BEGIN Recorded data

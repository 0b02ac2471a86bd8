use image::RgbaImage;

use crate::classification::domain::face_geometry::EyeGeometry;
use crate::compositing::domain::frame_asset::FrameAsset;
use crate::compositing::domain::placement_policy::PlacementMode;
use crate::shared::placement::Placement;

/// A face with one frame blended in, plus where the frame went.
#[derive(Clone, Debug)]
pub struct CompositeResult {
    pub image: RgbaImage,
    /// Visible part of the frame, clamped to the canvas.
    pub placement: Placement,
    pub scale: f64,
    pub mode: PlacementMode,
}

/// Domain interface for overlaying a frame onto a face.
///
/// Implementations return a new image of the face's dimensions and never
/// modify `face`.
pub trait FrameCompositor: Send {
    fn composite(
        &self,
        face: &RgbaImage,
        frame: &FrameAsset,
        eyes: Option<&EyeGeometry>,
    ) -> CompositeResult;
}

END Recorded data
BEGIN Recorded data

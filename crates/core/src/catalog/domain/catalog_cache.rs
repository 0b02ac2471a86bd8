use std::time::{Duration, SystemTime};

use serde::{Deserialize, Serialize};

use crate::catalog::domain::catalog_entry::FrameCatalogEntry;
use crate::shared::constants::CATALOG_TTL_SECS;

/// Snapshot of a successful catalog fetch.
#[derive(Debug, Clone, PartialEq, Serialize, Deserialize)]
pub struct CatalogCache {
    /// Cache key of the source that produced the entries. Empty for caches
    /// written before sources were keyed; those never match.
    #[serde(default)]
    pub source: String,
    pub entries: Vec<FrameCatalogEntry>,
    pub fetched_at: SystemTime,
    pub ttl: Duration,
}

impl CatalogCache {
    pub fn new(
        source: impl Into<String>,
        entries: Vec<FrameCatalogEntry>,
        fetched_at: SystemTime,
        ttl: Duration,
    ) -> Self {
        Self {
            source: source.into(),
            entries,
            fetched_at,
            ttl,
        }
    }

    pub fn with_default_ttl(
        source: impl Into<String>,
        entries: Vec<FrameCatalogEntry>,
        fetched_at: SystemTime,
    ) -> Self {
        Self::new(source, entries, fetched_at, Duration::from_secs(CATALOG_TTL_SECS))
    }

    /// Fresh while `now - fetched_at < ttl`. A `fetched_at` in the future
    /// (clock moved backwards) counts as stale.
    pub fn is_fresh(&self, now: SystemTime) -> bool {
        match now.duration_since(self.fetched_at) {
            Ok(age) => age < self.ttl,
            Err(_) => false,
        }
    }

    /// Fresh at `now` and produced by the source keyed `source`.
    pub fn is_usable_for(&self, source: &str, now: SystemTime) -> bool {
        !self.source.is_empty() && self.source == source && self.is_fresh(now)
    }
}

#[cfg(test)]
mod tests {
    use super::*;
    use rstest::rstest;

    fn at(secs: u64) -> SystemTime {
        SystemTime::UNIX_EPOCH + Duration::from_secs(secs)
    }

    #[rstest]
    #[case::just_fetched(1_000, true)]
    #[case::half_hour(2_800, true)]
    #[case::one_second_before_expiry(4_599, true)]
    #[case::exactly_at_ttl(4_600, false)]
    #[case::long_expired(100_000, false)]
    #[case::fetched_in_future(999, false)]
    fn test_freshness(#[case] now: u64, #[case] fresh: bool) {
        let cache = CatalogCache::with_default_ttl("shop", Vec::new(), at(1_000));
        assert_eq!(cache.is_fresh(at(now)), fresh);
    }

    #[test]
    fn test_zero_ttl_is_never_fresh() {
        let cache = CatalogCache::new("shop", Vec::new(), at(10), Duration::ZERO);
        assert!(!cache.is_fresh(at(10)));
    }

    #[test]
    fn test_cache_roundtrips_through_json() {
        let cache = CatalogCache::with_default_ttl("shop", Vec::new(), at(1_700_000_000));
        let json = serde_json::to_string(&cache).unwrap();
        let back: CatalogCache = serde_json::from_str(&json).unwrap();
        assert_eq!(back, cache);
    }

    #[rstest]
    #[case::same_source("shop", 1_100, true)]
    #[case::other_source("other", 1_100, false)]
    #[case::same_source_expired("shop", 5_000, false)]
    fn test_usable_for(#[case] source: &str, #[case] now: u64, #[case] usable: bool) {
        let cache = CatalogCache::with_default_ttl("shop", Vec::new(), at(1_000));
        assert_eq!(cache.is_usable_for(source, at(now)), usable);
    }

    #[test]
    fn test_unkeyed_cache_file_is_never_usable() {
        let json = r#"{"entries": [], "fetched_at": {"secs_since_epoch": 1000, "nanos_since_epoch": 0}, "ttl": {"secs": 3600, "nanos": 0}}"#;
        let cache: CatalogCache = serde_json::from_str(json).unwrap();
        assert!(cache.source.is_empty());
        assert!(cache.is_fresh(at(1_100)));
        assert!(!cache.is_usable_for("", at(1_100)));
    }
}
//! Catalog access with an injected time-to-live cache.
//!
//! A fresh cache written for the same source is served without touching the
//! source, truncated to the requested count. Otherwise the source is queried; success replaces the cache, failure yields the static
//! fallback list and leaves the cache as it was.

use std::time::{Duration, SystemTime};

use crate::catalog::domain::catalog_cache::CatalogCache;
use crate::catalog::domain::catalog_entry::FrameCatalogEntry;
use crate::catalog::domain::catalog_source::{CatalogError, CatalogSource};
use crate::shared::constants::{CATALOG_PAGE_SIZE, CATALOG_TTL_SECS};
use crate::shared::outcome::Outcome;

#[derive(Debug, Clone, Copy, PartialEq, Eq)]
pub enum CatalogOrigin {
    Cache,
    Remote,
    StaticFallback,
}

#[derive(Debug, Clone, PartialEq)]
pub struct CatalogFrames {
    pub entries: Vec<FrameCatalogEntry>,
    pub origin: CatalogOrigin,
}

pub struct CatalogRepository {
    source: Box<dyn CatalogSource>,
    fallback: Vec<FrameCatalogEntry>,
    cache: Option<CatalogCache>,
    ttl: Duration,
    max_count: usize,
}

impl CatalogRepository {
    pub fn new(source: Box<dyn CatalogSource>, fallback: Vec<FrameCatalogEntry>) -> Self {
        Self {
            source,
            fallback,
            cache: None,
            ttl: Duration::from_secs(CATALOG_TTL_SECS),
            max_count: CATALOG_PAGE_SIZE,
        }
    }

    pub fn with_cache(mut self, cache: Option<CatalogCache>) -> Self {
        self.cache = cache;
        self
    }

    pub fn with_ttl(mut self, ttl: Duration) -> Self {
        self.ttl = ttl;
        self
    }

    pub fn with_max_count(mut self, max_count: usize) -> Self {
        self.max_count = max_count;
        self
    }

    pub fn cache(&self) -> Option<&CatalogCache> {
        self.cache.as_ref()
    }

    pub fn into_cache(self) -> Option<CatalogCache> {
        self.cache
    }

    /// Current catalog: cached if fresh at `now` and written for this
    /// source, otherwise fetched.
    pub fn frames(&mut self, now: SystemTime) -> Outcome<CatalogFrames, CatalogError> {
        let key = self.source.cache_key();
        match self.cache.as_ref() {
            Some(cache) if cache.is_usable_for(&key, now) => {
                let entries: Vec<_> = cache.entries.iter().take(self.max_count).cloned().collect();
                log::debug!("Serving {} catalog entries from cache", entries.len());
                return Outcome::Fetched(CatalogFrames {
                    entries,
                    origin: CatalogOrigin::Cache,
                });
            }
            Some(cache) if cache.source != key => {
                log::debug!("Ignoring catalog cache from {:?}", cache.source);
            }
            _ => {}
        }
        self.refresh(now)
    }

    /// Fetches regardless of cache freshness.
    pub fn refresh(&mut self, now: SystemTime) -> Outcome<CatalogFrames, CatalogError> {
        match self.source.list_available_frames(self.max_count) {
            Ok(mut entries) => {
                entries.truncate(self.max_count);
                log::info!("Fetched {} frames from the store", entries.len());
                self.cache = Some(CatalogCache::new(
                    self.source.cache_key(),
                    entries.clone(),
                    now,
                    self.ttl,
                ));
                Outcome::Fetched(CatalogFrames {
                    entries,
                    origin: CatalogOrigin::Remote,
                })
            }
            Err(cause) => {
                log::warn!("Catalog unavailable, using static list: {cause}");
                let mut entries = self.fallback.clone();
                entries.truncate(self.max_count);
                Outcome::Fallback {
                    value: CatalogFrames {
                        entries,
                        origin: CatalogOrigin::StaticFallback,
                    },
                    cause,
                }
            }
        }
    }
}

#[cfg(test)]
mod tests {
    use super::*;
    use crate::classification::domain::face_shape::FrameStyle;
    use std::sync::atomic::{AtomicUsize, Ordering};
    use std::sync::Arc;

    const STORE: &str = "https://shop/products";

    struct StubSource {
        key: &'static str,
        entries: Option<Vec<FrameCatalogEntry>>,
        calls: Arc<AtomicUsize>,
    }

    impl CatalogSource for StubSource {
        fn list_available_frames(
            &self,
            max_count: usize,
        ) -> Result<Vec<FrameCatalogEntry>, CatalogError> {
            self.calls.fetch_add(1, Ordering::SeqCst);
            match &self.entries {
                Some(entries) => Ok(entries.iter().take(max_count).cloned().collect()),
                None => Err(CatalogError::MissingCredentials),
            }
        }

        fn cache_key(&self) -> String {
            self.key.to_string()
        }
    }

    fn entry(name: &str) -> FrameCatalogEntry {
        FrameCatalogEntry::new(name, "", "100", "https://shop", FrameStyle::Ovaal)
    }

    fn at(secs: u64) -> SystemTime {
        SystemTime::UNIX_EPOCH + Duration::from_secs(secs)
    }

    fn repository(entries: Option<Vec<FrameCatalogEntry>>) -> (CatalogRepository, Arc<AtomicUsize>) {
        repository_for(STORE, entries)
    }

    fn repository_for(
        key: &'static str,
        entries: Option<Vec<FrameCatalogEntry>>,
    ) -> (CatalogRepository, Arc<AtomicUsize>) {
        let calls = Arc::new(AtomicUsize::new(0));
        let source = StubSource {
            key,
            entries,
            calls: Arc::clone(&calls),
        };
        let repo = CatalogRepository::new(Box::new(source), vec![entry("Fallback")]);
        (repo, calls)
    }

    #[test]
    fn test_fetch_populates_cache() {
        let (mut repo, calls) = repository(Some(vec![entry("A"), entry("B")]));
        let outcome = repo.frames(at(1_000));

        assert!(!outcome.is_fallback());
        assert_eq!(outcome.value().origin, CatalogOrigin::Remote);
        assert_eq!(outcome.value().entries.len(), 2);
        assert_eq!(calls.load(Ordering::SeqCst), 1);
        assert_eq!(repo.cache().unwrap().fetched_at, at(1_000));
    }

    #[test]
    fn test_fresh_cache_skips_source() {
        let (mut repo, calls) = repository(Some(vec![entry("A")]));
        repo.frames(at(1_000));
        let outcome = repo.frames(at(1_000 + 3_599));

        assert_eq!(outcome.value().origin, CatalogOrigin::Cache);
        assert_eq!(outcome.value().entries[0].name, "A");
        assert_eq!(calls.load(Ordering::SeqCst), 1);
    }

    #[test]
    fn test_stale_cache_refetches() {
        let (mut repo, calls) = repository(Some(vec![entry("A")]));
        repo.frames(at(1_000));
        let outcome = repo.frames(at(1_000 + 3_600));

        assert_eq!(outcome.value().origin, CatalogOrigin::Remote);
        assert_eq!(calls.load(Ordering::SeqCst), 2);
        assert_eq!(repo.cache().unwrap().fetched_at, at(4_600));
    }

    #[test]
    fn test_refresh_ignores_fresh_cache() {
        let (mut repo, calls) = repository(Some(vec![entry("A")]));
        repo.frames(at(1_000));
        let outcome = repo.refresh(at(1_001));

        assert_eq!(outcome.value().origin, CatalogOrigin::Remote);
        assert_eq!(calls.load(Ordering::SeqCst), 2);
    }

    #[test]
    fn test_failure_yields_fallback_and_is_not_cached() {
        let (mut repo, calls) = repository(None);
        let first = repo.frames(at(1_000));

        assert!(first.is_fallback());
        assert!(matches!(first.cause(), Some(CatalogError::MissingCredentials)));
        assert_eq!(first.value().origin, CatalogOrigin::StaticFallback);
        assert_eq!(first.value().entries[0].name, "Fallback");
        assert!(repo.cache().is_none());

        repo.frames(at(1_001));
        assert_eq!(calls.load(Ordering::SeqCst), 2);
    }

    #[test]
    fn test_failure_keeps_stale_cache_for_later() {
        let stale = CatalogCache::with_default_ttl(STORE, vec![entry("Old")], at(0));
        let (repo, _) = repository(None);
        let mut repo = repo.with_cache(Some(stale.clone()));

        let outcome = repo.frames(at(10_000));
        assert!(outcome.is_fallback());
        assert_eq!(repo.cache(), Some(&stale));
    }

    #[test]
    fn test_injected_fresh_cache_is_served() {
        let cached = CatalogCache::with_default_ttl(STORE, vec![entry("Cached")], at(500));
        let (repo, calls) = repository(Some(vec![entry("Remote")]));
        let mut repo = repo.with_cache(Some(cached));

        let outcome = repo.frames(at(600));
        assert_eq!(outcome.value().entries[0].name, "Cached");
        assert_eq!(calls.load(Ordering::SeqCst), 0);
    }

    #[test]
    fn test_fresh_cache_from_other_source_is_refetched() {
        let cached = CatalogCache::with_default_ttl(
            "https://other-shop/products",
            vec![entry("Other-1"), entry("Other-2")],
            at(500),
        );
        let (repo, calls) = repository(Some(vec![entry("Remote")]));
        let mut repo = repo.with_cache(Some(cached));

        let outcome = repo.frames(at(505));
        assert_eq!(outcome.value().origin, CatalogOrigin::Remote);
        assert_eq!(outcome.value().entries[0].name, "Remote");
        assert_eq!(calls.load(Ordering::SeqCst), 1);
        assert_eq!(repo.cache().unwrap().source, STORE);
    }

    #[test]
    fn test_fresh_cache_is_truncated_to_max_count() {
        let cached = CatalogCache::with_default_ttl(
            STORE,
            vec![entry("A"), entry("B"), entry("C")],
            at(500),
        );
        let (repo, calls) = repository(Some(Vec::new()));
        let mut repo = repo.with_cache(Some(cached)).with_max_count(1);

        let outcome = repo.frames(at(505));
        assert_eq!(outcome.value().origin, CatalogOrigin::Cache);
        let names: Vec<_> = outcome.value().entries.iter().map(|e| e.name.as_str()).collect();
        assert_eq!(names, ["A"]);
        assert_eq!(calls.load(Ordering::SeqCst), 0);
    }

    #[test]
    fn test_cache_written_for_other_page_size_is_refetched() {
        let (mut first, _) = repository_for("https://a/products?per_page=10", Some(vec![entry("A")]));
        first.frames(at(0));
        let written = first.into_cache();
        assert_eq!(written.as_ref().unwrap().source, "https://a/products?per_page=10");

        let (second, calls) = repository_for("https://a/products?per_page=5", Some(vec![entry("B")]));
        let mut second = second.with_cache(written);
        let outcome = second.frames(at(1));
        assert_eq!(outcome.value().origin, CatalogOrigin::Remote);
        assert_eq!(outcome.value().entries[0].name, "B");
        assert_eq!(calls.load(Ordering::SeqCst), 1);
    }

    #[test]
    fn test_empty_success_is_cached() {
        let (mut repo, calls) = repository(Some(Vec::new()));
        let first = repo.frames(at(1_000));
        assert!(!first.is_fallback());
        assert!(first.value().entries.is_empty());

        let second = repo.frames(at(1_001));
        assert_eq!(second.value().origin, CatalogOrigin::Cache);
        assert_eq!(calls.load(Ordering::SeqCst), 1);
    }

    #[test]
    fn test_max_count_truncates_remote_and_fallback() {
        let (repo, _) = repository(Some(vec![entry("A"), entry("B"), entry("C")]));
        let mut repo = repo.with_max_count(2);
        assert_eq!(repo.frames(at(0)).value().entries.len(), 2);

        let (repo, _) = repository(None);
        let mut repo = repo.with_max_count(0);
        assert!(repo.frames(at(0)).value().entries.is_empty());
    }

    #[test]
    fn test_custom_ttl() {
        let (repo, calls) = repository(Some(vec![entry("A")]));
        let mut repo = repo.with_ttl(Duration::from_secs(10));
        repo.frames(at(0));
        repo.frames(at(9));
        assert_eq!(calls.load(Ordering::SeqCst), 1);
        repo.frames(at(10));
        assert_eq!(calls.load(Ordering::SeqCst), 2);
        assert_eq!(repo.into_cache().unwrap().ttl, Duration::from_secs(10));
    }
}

END Recorded data
BEGIN Recorded data

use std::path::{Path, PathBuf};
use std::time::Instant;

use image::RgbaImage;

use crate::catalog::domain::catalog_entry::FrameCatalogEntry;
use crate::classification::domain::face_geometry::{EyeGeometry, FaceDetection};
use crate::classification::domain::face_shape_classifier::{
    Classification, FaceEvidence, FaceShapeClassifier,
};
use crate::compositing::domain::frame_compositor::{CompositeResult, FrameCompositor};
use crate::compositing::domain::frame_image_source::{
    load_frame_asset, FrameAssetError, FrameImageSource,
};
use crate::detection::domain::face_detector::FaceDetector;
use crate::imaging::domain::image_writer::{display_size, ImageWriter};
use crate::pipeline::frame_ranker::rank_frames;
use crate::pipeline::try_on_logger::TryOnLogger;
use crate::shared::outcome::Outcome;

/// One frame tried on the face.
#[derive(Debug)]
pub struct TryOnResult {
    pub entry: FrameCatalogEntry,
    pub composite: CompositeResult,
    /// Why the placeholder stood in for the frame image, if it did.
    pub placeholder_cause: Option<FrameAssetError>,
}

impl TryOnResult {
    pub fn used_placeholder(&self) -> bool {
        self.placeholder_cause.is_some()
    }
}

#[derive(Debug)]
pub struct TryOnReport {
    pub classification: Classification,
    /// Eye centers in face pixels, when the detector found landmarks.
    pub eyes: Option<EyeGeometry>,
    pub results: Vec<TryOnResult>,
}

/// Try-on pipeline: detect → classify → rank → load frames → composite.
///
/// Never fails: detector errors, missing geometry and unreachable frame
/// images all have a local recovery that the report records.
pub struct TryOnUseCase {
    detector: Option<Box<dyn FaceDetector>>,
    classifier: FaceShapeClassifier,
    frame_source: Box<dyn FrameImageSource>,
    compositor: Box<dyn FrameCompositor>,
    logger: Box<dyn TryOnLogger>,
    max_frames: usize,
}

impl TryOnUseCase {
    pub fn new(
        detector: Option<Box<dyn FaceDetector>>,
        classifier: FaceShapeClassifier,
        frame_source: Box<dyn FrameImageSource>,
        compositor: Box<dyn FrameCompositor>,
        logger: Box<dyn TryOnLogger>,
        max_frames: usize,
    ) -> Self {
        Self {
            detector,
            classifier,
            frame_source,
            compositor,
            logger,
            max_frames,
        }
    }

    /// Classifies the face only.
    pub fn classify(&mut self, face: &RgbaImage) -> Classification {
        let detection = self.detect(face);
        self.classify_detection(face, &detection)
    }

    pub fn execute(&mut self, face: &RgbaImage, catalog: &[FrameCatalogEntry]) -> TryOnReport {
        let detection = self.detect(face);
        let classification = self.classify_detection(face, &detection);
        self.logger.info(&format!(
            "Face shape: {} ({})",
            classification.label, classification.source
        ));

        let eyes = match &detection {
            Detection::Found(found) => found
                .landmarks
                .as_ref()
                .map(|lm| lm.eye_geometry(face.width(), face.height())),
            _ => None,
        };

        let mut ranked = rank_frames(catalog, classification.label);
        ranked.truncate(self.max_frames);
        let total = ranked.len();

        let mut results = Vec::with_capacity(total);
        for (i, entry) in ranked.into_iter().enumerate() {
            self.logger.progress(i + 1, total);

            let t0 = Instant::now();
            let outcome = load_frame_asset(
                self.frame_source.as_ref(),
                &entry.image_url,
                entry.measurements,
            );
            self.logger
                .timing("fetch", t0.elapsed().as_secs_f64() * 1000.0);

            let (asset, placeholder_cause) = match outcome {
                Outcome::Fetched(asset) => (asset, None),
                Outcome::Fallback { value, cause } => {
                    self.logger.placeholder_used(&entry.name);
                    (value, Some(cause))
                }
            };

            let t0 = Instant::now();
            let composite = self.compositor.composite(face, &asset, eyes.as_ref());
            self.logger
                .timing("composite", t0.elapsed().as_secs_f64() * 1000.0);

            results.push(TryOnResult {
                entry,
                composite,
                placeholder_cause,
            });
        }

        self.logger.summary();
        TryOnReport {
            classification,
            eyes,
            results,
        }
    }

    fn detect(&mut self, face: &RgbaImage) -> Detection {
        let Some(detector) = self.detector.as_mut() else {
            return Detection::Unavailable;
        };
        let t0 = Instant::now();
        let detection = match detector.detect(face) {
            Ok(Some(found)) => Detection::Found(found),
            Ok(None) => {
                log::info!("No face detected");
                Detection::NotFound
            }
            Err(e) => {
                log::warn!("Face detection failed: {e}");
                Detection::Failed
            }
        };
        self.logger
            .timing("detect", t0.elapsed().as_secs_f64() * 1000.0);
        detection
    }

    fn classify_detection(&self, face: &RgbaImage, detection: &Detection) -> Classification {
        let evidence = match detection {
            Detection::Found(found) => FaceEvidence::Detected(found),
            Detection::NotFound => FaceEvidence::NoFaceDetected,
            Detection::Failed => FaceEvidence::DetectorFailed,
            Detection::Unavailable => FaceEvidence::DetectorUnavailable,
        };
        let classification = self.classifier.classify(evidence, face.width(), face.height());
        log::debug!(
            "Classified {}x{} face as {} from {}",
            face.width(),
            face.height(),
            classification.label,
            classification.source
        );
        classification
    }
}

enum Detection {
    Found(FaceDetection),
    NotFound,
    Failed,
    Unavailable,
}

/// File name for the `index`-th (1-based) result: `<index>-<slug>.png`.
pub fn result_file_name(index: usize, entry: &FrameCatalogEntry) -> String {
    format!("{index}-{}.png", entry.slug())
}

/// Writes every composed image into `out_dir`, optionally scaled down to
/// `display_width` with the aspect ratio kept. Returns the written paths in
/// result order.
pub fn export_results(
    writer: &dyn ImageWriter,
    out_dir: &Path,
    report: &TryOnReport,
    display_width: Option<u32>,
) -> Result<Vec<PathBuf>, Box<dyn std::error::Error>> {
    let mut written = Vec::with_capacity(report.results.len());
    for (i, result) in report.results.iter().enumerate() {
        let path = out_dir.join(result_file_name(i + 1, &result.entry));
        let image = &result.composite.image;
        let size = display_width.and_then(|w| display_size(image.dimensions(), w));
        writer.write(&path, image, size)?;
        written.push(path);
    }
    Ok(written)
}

END Recorded data

Exercise >> Wherever the word "RgbaImage" appears in the entries above, copy that line.

Written answer >>
use image::RgbaImage;
    pub image: RgbaImage,
        face: &RgbaImage,
use image::RgbaImage;
    pub fn classify(&mut self, face: &RgbaImage) -> Classification {
    pub fn execute(&mut self, face: &RgbaImage, catalog: &[FrameCatalogEntry]) -> TryOnReport {
    fn detect(&mut self, face: &RgbaImage) -> Detection {
    fn classify_detection(&self, face: &RgbaImage, detection: &Detection) -> Classification {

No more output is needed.